Many people fear “socialized medicine,” where other people direct our health care, but that is exactly what we have now. How ironic that the social medicine fear mongers rave against “public options” where the individual members of the public pick their doctors and their health plans.
Here’s the problem: Before the pandemic, 10% of Americans had no health care coverage, and an estimated 30-40% of Americans were said to have inadequate health care coverage with high deductibles.
During the pandemic, many thousands of small businesses have closed and millions lost their insurance with their jobs. Now, many more people are without health care during the pandemic when they need it the most.
The future of American health care: How much we’ve learned from the pandemic depends upon where we go from here.

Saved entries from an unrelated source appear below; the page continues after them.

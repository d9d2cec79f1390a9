//! Configuration loading and management.

use serde::Deserialize;
use std::net::SocketAddr;
use std::path::Path;
use thiserror::Error;

/// Configuration errors.
#[derive(Debug, Error)]
pub enum ConfigError {
    #[error("failed to read config file: {0}")]
    Io(#[from] std::io::Error),
    #[error("failed to parse config: {0}")]
    Parse(#[from] toml::de::Error),
}

/// Daemon configuration.
#[derive(Debug, Clone, Deserialize)]
pub struct Config {
    /// Server identity.
    pub server: ServerConfig,
    /// Realtime (WebSocket) listen configuration.
    pub listen: ListenConfig,
    /// Request-style HTTP API configuration.
    pub http: HttpConfig,
    /// WebSocket handshake options.
    #[serde(default)]
    pub websocket: WebSocketConfig,
    /// Database configuration.
    pub database: Option<DatabaseConfig>,
}

/// Server identity configuration.
#[derive(Debug, Clone, Deserialize)]
pub struct ServerConfig {
    /// Server name (e.g., "scribed.straylight.net").
    pub name: String,
    /// Human-readable description.
    #[serde(default)]
    pub description: String,
}

/// Realtime listener configuration.
#[derive(Debug, Clone, Deserialize)]
pub struct ListenConfig {
    /// Address to bind the WebSocket listener to (e.g., "0.0.0.0:9090").
    pub address: SocketAddr,
}

/// HTTP API listener configuration.
#[derive(Debug, Clone, Deserialize)]
pub struct HttpConfig {
    /// Address to bind the HTTP API to (e.g., "0.0.0.0:8080").
    pub address: SocketAddr,
}

/// WebSocket handshake options.
#[derive(Debug, Clone, Default, Deserialize)]
pub struct WebSocketConfig {
    /// Allowed Origin headers. Empty means allow all.
    #[serde(default)]
    pub allow_origins: Vec<String>,
}

/// Database configuration.
#[derive(Debug, Clone, Deserialize)]
pub struct DatabaseConfig {
    /// Path to SQLite database file.
    pub path: String,
}

impl Config {
    /// Load configuration from a TOML file.
    pub fn load<P: AsRef<Path>>(path: P) -> Result<Self, ConfigError> {
        let content = std::fs::read_to_string(path)?;
        let config: Config = toml::from_str(&content)?;
        Ok(config)
    }
}
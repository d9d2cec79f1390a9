//! Activity journal persistence.
//!
//! Append-only; individual entries are never updated or deleted. The
//! in-memory ring keeps 200 entries per project, so loads are trimmed to
//! the most recent rows per project by the hydrating caller.

use crate::db::{DbError, from_iso, to_iso};
use crate::journal::{ActivityKind, ProjectActivity};
use crate::locks::SectionRange;
use sqlx::SqlitePool;

type ActivityRow = (
    String,
    String,
    String,
    String,
    String,
    Option<String>,
    Option<i64>,
    Option<i64>,
    Option<String>,
    Option<String>,
    String,
    String,
);

fn kind_to_str(kind: ActivityKind) -> &'static str {
    match kind {
        ActivityKind::LockAcquired => "lock_acquired",
        ActivityKind::LockReleased => "lock_released",
        ActivityKind::LockDenied => "lock_denied",
        ActivityKind::CommentAdded => "comment_added",
        ActivityKind::CommentResolved => "comment_resolved",
    }
}

fn kind_from_str(value: &str) -> Result<ActivityKind, DbError> {
    match value {
        "lock_acquired" => Ok(ActivityKind::LockAcquired),
        "lock_released" => Ok(ActivityKind::LockReleased),
        "lock_denied" => Ok(ActivityKind::LockDenied),
        "comment_added" => Ok(ActivityKind::CommentAdded),
        "comment_resolved" => Ok(ActivityKind::CommentResolved),
        other => Err(DbError::CorruptRow(format!("bad activity kind {other:?}"))),
    }
}

/// Repository for activity journal persistence.
pub struct ActivityRepository<'a> {
    pool: &'a SqlitePool,
}

impl<'a> ActivityRepository<'a> {
    /// Create a new activity repository.
    pub fn new(pool: &'a SqlitePool) -> Self {
        Self { pool }
    }

    /// Append an activity row.
    pub async fn append(&self, entry: &ProjectActivity) -> Result<(), DbError> {
        sqlx::query(
            r#"
            INSERT INTO project_activity
            (id, project_id, kind, actor_id, actor_name, section_id,
             start_pos, end_pos, thread_id, comment_id, excerpt, created_at)
            VALUES (?, ?, ?, ?, ?, ?, ?, ?, ?, ?, ?, ?)
            "#,
        )
        .bind(&entry.id)
        .bind(&entry.project_id)
        .bind(kind_to_str(entry.kind))
        .bind(&entry.actor_id)
        .bind(&entry.actor_name)
        .bind(&entry.section_id)
        .bind(entry.range.map(|r| r.start as i64))
        .bind(entry.range.map(|r| r.end as i64))
        .bind(&entry.thread_id)
        .bind(&entry.comment_id)
        .bind(&entry.excerpt)
        .bind(to_iso(entry.created_at))
        .execute(self.pool)
        .await?;
        Ok(())
    }

    /// Load all activity rows, newest first.
    pub async fn load_all(&self) -> Result<Vec<ProjectActivity>, DbError> {
        let rows = sqlx::query_as::<_, ActivityRow>(
            r#"
            SELECT id, project_id, kind, actor_id, actor_name, section_id,
                   start_pos, end_pos, thread_id, comment_id, excerpt, created_at
            FROM project_activity
            ORDER BY created_at DESC
            "#,
        )
        .fetch_all(self.pool)
        .await?;

        rows.into_iter()
            .map(
                |(
                    id,
                    project_id,
                    kind,
                    actor_id,
                    actor_name,
                    section_id,
                    start_pos,
                    end_pos,
                    thread_id,
                    comment_id,
                    excerpt,
                    created_at,
                )| {
                    Ok(ProjectActivity {
                        id,
                        project_id,
                        kind: kind_from_str(&kind)?,
                        actor_id,
                        actor_name,
                        section_id,
                        range: match (start_pos, end_pos) {
                            (Some(start), Some(end)) => Some(SectionRange {
                                start: start as usize,
                                end: end as usize,
                            }),
                            _ => None,
                        },
                        thread_id,
                        comment_id,
                        excerpt,
                        created_at: from_iso(&created_at)?,
                    })
                },
            )
            .collect()
    }
}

The private health insurance and pharmaceutical industries are each spending hundreds of millions of dollars in advertising and political funding to convince us that they should be the only option for health care. This effort will continue despite having the pandemic expose the inherit problems with our for-profit, fractionated, healthcare system.
There is no ideal health care system, but the health care system we have now is arguably the least perfect system possible due to its high costs and inefficiencies. We need an affordable, universal, easily accessible system under minimal political influence that can coordinate care in times of national medical emergencies such as a pandemic. This includes the need for basic health insurance that is independent of one’s employment.
Our current Medicare system is an example often cited that comes close to meeting those needs listed above. Expanding that system would be costly and cause an increase in taxes to support it which would be more than offset by not having to pay higher premiums. We would be able to eliminate other government programs that are more expensive (Medicaid, CHIP).
But that is only one possible solution for replacing the present system which costs more money and more paperwork. In other health care systems, Americans would actually see an increase in their disposable income and fewer medical bills. We would also see a faster and better coordinated response to future pandemics.
There may be other options to consider as well, but those options might require recreating a whole new system of care.
Most importantly, whatever option we choose, a universal health care system would address the need for preventive care which would save Americans sick days, hospitalizations, paperwork, time and money. It would also make us better prepared to weather or even prevent the next pandemic.